Saved entries:
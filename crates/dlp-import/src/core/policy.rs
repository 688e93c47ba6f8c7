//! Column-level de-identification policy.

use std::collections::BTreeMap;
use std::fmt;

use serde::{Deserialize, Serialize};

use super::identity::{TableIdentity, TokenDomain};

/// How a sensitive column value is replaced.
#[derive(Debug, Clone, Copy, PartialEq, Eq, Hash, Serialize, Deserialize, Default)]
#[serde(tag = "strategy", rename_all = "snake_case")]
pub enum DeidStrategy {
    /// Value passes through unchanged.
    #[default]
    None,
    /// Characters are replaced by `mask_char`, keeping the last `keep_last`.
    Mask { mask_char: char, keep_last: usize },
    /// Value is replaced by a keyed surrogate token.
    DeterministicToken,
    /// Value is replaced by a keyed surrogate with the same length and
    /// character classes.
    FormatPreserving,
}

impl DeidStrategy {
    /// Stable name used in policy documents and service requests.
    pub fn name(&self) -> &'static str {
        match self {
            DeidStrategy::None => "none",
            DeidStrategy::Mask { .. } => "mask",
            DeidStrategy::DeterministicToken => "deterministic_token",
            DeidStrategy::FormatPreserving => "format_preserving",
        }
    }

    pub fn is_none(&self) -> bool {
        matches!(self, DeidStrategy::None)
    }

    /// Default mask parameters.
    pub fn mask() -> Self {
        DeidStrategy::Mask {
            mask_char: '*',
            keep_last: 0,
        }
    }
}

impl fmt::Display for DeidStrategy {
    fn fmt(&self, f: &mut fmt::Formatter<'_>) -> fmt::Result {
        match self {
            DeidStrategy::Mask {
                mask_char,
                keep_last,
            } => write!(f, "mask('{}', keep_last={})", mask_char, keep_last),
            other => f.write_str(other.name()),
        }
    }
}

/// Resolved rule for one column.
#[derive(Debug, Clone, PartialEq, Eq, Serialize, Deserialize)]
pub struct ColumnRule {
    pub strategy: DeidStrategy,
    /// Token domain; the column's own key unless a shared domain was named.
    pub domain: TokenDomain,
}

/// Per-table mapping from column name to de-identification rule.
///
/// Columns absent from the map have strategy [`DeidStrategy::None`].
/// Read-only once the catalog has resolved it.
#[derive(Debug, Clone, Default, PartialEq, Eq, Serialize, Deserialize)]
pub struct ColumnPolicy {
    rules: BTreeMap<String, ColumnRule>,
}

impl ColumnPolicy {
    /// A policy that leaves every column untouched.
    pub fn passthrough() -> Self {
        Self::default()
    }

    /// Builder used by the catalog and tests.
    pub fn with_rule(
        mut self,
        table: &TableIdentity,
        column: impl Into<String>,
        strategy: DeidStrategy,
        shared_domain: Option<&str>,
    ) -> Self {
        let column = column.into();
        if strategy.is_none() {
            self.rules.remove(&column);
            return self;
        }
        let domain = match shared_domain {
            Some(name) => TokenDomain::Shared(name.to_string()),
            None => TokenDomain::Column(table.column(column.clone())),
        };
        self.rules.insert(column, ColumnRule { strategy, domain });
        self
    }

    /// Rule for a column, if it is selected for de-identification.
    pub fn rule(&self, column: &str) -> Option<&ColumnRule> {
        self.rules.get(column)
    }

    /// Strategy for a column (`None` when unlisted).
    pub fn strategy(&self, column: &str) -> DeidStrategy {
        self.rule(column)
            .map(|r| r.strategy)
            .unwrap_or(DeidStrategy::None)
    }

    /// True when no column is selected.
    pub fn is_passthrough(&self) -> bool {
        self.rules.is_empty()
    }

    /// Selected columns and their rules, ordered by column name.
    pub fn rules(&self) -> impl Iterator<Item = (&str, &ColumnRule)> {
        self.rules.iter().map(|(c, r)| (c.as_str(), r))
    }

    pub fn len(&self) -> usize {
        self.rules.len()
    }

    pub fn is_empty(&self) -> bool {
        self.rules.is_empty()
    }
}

Work to complete:
Pull each line containing "surrogate" from the records.

Answer below:
    /// Value is replaced by a keyed surrogate token.
    /// Value is replaced by a keyed surrogate with the same length and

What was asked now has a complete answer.